The season is over, and some might say not a moment too soon for the Nationals. Yet I often find the off-season as interesting as the regular season, because the offseason is a time to reflect.
What are our assets? Our weaknesses? Where do we go from here? It’s like being in college all over again, struggling to pick a major.
With six months before the Nationals play another meaningful game, there is a lot of time for analysis. The following is a list of the Nationals most valuable position players, according to wins above replacement (WAR) and dollar values.

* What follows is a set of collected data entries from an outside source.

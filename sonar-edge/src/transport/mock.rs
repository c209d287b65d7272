use std::collections::VecDeque;
use std::io;
use std::sync::{Arc, Mutex, MutexGuard, PoisonError};

use sonar_core::protocol::POLL_COMMAND;

use super::Uart;

/// In-memory UART with a scripted rangefinder on the other end.
///
/// Clones share the same buffers, so a test can keep a handle while the
/// sensor link owns another.
#[derive(Clone, Default)]
pub struct MockUart {
    inner: Arc<Mutex<Inner>>,
}

#[derive(Default)]
struct Inner {
    rx: VecDeque<u8>,
    written: Vec<u8>,
    responses: VecDeque<Vec<u8>>,
}

impl MockUart {
    pub fn new() -> Self {
        Self::default()
    }

    fn lock(&self) -> MutexGuard<'_, Inner> {
        self.inner.lock().unwrap_or_else(PoisonError::into_inner)
    }

    /// Make bytes readable immediately.
    pub fn inject(&self, data: &[u8]) {
        self.lock().rx.extend(data);
    }

    /// Queue bytes the device answers with on its next poll command.
    /// Polls beyond the script get no answer.
    pub fn respond_with(&self, data: &[u8]) {
        self.lock().responses.push_back(data.to_vec());
    }

    /// Everything written so far.
    pub fn written(&self) -> Vec<u8> {
        self.lock().written.clone()
    }

    /// Bytes still waiting to be read.
    pub fn pending(&self) -> usize {
        self.lock().rx.len()
    }
}

impl Uart for MockUart {
    fn write(&mut self, data: &[u8]) -> io::Result<usize> {
        let mut inner = self.lock();
        inner.written.extend_from_slice(data);

        for _ in data.iter().filter(|&&b| b == POLL_COMMAND) {
            if let Some(response) = inner.responses.pop_front() {
                inner.rx.extend(response);
            }
        }

        Ok(data.len())
    }

    fn available(&mut self) -> io::Result<usize> {
        Ok(self.lock().rx.len())
    }

    fn read(&mut self, buffer: &mut [u8]) -> io::Result<usize> {
        let mut inner = self.lock();
        let n = inner.rx.len().min(buffer.len());

        for (slot, byte) in buffer.iter_mut().zip(inner.rx.drain(..n)) {
            *slot = byte;
        }

        Ok(n)
    }
}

This is a starting point for understanding the Nationals’ relative strengths.
The Top Five
1. Ryan Zimmerman:
WAR: 7.1 Value: $ 31.8 million
Ryan Zimmerman was a superstar for the Nationals in 2009. But did you know he was also the fourth most valuable player in the National League last season? That’s more valuable than David Wright, Prince Fielder, and Ryan Howard.
Play on, playa.
2. Nyjer Morgan:
WAR: 4.8 Value: $ 21.8 million
The 12th most valuable player in the NL? Nyjer Morgan. People may say Lastings Milledge has more potential, but he would be hard pressed to put up a season this good at any point in his career. So was Ryan Braun—he finished with a 4.7 WAR.
3. Josh Willingham:
WAR: 2.3 Value: $ 10.4 million
The Hammer was a little miffed to be riding pine while the inferior-in-every-way Austin Kearns started. Well, after clubbing baseballs like they were seals, he caught management’s attention (like I just did with that metaphor). The fact is, since he can play a little D in between at-bats, Hammer is a better overall player than Adam Dunn.
4. Adam Dunn:
WAR: 1.1 Value: $ 5.2 million
The big, Will Ferrell-y looking scamp didn’t hit 40 home runs, but he did hit 38 with a career high in average. The thing is, with that awful defense, he was only worth about half as much as his $ 10 million salary.
5. Willie Harris:
WAR 1.0 Value: $ 4.6 million
How can you not love Harris? He’s all hustle, hard work, and defense. Seeing him on this list highlights his contributions, but it also highlights just how thin the Nationals offense is.
6. Cristian Guzman:
WAR: 0.9 Value: $ 4.1 million
7. Josh Bard:
WAR: 0.7 Value: $ 2.9 million
8. Will Nieves:
WAR: 0.3 Value: $ 1.4 million
Guzman started strong, but hardly even looked like a starter by season’s end. Did his Lasik surgery wear off?
The value of the two catchers is more in that they didn’t sweat outs while calling games. There’s a significant positional bonus given to them just for donning the tools of ignorance.
The good news is there is room for improvement. Players worth four or more wins in a season are few and far between, and the Nationals have two of them to build around. But they can also improve rapidly just by finding slightly above average players at more spots around the diamond.
Here that, Mike Rizzo? All we want for Christmas is an adequate second baseman.